Category-aware feature attribution for Self-Optimizing medical image classification

Abstract

Convolutional Neural Networks (CNNs) have achieved state-of-the-art performance for automatic medical image classification. Although remarkable advancement has been made, they have not demonstrated sufficiently accurate and robust results for clinical use. In addition, they are limited by the unavoidable hard samples and minority class samples. Meanwhile, it is hard to understand the prediction mechanism and debug the wrong prediction. To address these issues, this paper proposes a Self-Optimizing medical image classification framework based on category-aware feature attribution, which automatically performs model diagnosis, repairing, and enhancement. On one hand, we introduce selective filter restraining to alleviate the disturbance of misclassified features for hard samples.
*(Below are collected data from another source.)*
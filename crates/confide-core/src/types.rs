// SPDX-FileCopyrightText: 2026 Confide Contributors
// SPDX-License-Identifier: MIT OR Apache-2.0

//! Shared types used across confide crates.

use std::fmt;
use std::pin::Pin;

use futures_core::Stream;
use serde::{Deserialize, Serialize};

use crate::error::ConfideError;

/// Identifies the type of adapter in the plugin system.
#[derive(
    Debug,
    Clone,
    Copy,
    PartialEq,
    Eq,
    Hash,
    Serialize,
    Deserialize,
    strum::Display,
    strum::EnumString,
)]
#[strum(serialize_all = "snake_case")]
#[serde(rename_all = "snake_case")]
pub enum AdapterType {
    /// Completion provider (LLM).
    Provider,
    /// Conversation persistence backend.
    Storage,
}

/// Health status reported by an adapter's health check.
#[derive(Debug, Clone, PartialEq, Eq, Serialize, Deserialize)]
pub enum HealthStatus {
    /// Adapter is fully operational.
    Healthy,
    /// Adapter is operational but experiencing issues.
    Degraded(String),
    /// Adapter is not operational.
    Unhealthy(String),
}

/// Unique identifier for a conversation.
#[derive(Debug, Clone, PartialEq, Eq, Hash, Serialize, Deserialize)]
#[serde(transparent)]
pub struct ConversationId(pub String);

impl ConversationId {
    pub fn new(id: impl Into<String>) -> Self {
        Self(id.into())
    }

    pub fn as_str(&self) -> &str {
        &self.0
    }
}

impl fmt::Display for ConversationId {
    fn fmt(&self, f: &mut fmt::Formatter<'_>) -> fmt::Result {
        f.write_str(&self.0)
    }
}

/// Stable identifier of the user that owns a conversation.
#[derive(Debug, Clone, PartialEq, Eq, Hash, Serialize, Deserialize)]
#[serde(transparent)]
pub struct OwnerId(pub String);

impl OwnerId {
    pub fn new(id: impl Into<String>) -> Self {
        Self(id.into())
    }

    pub fn as_str(&self) -> &str {
        &self.0
    }
}

impl fmt::Display for OwnerId {
    fn fmt(&self, f: &mut fmt::Formatter<'_>) -> fmt::Result {
        f.write_str(&self.0)
    }
}

/// Who authored a turn.
#[derive(
    Debug,
    Clone,
    Copy,
    PartialEq,
    Eq,
    Hash,
    Serialize,
    Deserialize,
    strum::Display,
    strum::EnumString,
)]
pub enum Sender {
    #[strum(serialize = "USER")]
    #[serde(rename = "USER")]
    User,
    #[strum(serialize = "AI")]
    #[serde(rename = "AI")]
    Ai,
}

/// One entry of the short-term context window.
#[derive(Debug, Clone, PartialEq, Eq, Serialize, Deserialize)]
pub struct Turn {
    pub sender: Sender,
    pub text: String,
}

impl Turn {
    pub fn user(text: impl Into<String>) -> Self {
        Self {
            sender: Sender::User,
            text: text.into(),
        }
    }

    pub fn ai(text: impl Into<String>) -> Self {
        Self {
            sender: Sender::Ai,
            text: text.into(),
        }
    }
}

/// A persisted conversation record.
#[derive(Debug, Clone, PartialEq, Eq, Serialize, Deserialize)]
pub struct Conversation {
    pub id: ConversationId,
    /// Immutable after creation.
    pub owner_id: OwnerId,
    /// `None` until first-turn title generation completes.
    pub title: Option<String>,
    /// Long-term summary; grows only through compaction.
    pub history: String,
    /// Free-text note editable by the owner.
    pub memo: Option<String>,
    /// ISO 8601 creation timestamp.
    pub created_at: String,
}

/// A persisted, append-only message.
#[derive(Debug, Clone, PartialEq, Eq, Serialize, Deserialize)]
pub struct Message {
    pub id: String,
    pub conversation_id: ConversationId,
    pub sender: Sender,
    pub content: String,
    pub created_at: String,
}

/// Role of a message in a provider prompt.
#[derive(
    Debug, Clone, Copy, PartialEq, Eq, Serialize, Deserialize, strum::Display, strum::EnumString,
)]
#[strum(serialize_all = "lowercase")]
#[serde(rename_all = "lowercase")]
pub enum PromptRole {
    System,
    User,
    Assistant,
}

impl From<Sender> for PromptRole {
    fn from(sender: Sender) -> Self {
        match sender {
            Sender::User => PromptRole::User,
            Sender::Ai => PromptRole::Assistant,
        }
    }
}

/// A single message in an ordered prompt.
#[derive(Debug, Clone, PartialEq, Eq, Serialize, Deserialize)]
pub struct PromptMessage {
    pub role: PromptRole,
    pub content: String,
}

impl PromptMessage {
    pub fn system(content: impl Into<String>) -> Self {
        Self {
            role: PromptRole::System,
            content: content.into(),
        }
    }
}

impl From<&Turn> for PromptMessage {
    fn from(turn: &Turn) -> Self {
        Self {
            role: turn.sender.into(),
            content: turn.text.clone(),
        }
    }
}

/// A request sent to a completion provider.
#[derive(Debug, Clone, PartialEq, Eq, Serialize, Deserialize)]
pub struct ProviderRequest {
    /// Model identifier.
    pub model: String,
    /// Ordered prompt, system messages first.
    pub messages: Vec<PromptMessage>,
    /// Maximum tokens to generate.
    pub max_tokens: u32,
}

/// A single-shot completion result.
#[derive(Debug, Clone, PartialEq, Eq, Serialize, Deserialize)]
pub struct ProviderResponse {
    pub content: String,
}

/// Lazy, ordered, finite sequence of text fragments from a provider.
pub type TokenStream = Pin<Box<dyn Stream<Item = Result<String, ConfideError>> + Send>>;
On the other hand, we introduce sample-specific fine-tuning to promote category-wise feature learning, especially for minority classes. The Self-Optimizing framework is a versatile module for other medical image classifiers based on mainstream CNN structures. We extensively validated the proposed method on three typical yet challenging medical image classification tasks: (i) skin lesion classification from dermoscopic images in the International Skin Imaging Collaboration (ISIC) 2019 dataset, (ii) breast cancer classification from ultrasound images in Breast Ultrasound Images (BUSI) dataset, and (iii) breast tumour classification from histopathologic scans of lymph node sections in PatchCamelyon (PCam) dataset. Experimental results demonstrate that the proposed framework achieves 1%∼5% performance gain for various classifiers, brings better explainability, and can be applied to incremental learning scenarios.